Task to complete: Could you report every line of the listing below that holds the word "enumerate"?

(Beginning of Information shown)

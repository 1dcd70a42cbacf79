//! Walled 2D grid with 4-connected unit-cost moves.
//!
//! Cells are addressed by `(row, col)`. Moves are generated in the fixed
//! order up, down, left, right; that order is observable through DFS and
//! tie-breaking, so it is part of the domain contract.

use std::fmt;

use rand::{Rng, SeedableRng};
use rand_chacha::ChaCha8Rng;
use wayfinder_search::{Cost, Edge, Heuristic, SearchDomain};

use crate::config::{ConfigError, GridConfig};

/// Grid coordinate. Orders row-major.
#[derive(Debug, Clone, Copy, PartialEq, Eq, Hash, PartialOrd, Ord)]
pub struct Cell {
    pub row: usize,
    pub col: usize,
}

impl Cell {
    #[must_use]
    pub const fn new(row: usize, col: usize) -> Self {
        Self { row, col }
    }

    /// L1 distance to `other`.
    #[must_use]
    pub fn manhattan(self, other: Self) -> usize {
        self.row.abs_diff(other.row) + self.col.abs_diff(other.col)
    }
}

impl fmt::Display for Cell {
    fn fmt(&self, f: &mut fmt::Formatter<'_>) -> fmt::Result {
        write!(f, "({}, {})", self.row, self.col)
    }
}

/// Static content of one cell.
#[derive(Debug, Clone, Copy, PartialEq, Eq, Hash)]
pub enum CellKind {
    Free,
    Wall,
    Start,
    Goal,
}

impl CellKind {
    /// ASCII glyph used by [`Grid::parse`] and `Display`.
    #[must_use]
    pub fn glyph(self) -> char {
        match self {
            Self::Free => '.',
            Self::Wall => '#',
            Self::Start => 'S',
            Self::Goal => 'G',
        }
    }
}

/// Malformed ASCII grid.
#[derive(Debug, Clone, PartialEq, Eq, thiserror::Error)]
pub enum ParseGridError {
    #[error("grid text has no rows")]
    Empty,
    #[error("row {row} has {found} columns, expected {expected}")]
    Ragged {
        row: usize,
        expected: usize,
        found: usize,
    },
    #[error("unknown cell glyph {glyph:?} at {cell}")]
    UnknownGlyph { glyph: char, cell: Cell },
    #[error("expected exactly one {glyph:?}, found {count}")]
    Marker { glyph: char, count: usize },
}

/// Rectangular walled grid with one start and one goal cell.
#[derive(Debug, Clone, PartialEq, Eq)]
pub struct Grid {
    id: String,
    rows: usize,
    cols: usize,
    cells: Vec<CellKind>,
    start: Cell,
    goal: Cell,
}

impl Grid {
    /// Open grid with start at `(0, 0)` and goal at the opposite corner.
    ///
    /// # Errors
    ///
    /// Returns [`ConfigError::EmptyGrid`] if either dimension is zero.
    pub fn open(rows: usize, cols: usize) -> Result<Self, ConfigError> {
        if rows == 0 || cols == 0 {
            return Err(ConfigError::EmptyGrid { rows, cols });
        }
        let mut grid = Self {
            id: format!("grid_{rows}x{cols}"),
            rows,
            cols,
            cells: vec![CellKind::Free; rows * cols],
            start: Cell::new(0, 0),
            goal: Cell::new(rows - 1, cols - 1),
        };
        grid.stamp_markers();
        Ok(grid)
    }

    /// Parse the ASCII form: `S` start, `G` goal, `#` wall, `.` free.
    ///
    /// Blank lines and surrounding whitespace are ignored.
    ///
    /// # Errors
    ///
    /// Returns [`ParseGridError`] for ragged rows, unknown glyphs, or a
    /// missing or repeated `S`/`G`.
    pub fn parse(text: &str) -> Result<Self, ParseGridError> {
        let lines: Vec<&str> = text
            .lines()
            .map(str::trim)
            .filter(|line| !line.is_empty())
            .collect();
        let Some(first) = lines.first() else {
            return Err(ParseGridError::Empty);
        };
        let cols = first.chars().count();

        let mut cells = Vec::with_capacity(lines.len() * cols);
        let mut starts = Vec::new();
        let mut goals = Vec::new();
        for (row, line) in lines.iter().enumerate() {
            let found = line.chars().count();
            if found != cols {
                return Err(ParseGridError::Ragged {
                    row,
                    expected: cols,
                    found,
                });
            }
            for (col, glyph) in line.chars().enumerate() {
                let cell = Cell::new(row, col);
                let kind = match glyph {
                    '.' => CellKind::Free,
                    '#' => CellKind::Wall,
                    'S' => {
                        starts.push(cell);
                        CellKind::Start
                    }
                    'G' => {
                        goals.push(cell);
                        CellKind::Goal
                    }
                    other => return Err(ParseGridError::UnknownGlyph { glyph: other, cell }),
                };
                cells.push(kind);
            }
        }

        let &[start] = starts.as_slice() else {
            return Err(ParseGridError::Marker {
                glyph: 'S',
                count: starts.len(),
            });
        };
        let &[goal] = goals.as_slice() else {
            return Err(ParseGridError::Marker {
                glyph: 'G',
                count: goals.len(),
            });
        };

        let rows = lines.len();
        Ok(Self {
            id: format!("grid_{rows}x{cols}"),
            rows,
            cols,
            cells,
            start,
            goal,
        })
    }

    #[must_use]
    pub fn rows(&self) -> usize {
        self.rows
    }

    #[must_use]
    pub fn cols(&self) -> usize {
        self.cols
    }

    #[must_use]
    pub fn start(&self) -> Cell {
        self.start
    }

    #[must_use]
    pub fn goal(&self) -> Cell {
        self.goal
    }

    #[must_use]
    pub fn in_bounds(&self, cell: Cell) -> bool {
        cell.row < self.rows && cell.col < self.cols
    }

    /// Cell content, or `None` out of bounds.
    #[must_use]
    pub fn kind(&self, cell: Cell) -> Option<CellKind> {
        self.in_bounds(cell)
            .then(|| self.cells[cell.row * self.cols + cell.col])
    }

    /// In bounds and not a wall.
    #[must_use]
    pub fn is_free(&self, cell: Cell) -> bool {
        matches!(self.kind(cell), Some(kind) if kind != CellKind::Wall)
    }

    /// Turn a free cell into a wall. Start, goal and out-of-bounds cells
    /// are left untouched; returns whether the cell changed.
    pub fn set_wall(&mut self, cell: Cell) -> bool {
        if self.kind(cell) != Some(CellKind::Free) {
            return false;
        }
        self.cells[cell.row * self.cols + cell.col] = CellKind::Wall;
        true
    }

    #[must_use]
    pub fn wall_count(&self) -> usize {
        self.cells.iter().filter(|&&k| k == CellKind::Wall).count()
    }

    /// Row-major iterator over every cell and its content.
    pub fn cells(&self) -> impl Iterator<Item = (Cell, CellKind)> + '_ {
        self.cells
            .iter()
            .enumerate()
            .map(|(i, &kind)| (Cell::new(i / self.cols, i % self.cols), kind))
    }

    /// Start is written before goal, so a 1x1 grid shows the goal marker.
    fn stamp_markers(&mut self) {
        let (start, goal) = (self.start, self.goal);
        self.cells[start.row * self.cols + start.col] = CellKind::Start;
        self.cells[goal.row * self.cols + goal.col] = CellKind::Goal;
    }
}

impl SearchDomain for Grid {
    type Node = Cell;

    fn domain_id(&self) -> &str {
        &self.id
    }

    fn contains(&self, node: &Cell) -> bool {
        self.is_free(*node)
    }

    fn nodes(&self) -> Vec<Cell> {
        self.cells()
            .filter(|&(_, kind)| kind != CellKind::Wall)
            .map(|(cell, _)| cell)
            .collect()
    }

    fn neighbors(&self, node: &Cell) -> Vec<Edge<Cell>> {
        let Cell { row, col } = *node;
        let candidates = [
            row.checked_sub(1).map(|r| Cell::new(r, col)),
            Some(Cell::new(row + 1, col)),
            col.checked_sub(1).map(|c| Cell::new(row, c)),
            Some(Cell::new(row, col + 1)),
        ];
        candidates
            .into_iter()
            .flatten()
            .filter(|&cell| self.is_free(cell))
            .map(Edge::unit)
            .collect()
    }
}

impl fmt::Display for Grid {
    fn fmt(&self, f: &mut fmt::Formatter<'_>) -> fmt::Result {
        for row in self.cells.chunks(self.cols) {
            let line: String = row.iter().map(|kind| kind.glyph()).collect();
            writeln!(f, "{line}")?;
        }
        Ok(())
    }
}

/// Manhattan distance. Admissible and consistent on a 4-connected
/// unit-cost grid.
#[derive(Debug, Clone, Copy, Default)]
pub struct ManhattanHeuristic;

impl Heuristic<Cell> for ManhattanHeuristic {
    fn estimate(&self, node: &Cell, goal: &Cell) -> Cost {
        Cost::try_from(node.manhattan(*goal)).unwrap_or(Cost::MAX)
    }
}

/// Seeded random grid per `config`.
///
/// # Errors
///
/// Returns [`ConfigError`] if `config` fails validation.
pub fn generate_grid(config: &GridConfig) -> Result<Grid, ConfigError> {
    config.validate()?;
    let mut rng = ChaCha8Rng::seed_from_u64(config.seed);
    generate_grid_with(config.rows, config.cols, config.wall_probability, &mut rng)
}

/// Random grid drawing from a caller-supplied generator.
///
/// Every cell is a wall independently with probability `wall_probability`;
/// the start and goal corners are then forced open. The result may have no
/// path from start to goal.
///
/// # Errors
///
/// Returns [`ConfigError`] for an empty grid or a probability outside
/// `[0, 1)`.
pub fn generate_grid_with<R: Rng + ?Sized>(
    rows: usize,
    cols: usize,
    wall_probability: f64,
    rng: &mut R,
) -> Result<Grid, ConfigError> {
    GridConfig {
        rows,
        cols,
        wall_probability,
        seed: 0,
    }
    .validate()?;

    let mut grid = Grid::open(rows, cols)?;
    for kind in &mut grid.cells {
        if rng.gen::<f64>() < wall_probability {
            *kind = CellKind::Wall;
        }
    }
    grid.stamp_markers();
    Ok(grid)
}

(End of Information shown)

Your solution:
        for (row, line) in lines.iter().enumerate() {
            for (col, glyph) in line.chars().enumerate() {
            .enumerate()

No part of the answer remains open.